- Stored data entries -
○ ○ ○
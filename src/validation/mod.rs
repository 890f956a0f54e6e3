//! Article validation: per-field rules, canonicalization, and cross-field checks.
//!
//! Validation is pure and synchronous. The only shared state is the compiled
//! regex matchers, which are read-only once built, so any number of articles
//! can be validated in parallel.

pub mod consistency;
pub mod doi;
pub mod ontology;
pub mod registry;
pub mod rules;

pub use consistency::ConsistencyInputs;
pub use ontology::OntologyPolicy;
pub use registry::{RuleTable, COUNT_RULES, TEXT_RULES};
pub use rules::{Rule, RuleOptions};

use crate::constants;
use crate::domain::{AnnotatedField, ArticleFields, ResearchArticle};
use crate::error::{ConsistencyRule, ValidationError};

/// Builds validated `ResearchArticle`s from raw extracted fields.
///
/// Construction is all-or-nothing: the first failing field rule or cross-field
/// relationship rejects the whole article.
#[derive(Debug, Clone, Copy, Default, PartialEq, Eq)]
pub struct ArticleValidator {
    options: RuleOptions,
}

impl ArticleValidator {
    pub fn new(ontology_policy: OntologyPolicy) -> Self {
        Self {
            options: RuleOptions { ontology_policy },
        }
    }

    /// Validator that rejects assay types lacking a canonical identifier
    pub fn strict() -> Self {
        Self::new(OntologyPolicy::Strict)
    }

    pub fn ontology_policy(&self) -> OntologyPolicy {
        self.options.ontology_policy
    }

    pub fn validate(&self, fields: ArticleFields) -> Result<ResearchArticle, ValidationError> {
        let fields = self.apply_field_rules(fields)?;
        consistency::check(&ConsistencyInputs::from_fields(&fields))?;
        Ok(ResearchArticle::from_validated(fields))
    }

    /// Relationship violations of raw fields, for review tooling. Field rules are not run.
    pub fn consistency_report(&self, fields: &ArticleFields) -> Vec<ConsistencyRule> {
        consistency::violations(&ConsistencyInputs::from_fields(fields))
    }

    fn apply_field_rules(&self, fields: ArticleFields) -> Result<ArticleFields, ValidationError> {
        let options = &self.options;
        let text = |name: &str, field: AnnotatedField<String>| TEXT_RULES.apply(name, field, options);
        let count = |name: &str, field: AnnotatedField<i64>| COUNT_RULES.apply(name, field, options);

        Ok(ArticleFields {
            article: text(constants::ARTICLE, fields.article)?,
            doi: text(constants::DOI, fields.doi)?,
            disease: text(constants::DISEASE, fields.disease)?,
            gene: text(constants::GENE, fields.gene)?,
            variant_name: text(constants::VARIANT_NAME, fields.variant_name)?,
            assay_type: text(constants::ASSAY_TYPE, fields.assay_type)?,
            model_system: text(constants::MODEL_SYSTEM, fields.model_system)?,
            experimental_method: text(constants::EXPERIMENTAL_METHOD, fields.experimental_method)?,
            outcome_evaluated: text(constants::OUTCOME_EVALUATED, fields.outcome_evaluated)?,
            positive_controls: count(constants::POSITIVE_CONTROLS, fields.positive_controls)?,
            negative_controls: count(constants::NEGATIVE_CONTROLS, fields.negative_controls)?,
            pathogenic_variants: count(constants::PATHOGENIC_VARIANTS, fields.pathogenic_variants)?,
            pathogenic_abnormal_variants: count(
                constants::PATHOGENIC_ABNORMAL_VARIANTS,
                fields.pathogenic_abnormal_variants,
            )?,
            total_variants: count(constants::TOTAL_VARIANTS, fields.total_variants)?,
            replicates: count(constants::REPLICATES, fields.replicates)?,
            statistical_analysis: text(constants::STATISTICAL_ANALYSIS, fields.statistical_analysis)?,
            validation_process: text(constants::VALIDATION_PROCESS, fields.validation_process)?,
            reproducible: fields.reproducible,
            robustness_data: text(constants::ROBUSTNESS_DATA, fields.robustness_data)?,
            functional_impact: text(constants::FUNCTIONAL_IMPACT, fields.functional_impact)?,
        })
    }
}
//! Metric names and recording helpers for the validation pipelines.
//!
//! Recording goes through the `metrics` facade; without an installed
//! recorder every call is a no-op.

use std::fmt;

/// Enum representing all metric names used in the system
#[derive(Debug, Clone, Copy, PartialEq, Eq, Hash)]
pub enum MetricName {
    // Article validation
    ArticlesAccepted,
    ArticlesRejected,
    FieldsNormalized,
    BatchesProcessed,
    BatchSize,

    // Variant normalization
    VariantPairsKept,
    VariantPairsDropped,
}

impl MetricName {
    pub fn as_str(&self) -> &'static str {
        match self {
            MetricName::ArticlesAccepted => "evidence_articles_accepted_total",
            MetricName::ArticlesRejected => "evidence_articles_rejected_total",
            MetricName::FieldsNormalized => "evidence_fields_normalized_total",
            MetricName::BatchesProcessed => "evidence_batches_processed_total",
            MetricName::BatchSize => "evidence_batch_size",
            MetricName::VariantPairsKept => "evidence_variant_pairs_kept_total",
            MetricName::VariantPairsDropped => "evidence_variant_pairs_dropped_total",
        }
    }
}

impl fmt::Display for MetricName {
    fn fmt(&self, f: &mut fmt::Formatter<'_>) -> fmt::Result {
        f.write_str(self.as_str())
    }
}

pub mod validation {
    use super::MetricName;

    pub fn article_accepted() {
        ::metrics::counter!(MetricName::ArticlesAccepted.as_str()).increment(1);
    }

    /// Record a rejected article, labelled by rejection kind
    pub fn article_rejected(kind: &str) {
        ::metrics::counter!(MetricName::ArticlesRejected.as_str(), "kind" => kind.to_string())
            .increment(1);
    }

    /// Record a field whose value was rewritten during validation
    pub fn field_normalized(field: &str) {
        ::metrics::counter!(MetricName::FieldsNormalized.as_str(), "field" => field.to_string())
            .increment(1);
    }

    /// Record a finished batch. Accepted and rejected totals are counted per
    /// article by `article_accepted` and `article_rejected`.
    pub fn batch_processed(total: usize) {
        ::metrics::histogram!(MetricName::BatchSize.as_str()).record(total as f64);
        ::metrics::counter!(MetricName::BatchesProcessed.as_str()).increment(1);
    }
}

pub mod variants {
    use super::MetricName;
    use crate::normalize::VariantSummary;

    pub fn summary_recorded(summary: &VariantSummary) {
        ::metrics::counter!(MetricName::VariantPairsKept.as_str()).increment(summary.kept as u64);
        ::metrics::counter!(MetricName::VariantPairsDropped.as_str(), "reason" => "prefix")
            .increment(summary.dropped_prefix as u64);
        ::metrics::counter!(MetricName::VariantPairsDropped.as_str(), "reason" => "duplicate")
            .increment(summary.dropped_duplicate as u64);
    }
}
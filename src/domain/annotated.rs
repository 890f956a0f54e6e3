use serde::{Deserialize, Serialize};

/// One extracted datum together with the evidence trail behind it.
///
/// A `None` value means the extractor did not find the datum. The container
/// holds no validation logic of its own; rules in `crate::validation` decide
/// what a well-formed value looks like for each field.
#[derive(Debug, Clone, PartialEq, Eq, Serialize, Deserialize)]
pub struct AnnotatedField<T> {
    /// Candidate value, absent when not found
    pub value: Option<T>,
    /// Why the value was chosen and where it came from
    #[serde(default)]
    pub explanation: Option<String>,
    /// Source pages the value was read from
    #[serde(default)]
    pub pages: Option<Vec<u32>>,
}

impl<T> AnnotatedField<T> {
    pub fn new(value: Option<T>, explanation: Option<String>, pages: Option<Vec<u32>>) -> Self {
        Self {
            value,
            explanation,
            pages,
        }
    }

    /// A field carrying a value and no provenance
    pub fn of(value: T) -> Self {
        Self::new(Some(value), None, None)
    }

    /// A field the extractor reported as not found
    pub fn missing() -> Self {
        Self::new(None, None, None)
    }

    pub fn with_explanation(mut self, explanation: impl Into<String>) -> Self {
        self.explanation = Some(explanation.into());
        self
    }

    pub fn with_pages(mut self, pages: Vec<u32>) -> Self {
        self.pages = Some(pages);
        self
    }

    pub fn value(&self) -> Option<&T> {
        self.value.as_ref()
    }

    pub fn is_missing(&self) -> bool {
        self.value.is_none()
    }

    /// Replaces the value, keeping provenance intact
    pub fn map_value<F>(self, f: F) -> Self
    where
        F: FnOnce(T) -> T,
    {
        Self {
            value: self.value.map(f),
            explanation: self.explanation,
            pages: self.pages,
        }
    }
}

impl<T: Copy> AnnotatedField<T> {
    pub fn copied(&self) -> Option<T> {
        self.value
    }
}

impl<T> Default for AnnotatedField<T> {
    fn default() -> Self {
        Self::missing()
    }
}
○ ○ ○
- What you need to do -
Starting at the line that contains "self.value.as_ref()", retype each remaining line of the records exactly; that line and the last line are both included.

- Your solution -
        self.value.as_ref()
    }

    pub fn is_missing(&self) -> bool {
        self.value.is_none()
    }

    /// Replaces the value, keeping provenance intact
    pub fn map_value<F>(self, f: F) -> Self
    where
        F: FnOnce(T) -> T,
    {
        Self {
            value: self.value.map(f),
            explanation: self.explanation,
            pages: self.pages,
        }
    }
}

impl<T: Copy> AnnotatedField<T> {
    pub fn copied(&self) -> Option<T> {
        self.value
    }
}

impl<T> Default for AnnotatedField<T> {
    fn default() -> Self {
        Self::missing()
    }
}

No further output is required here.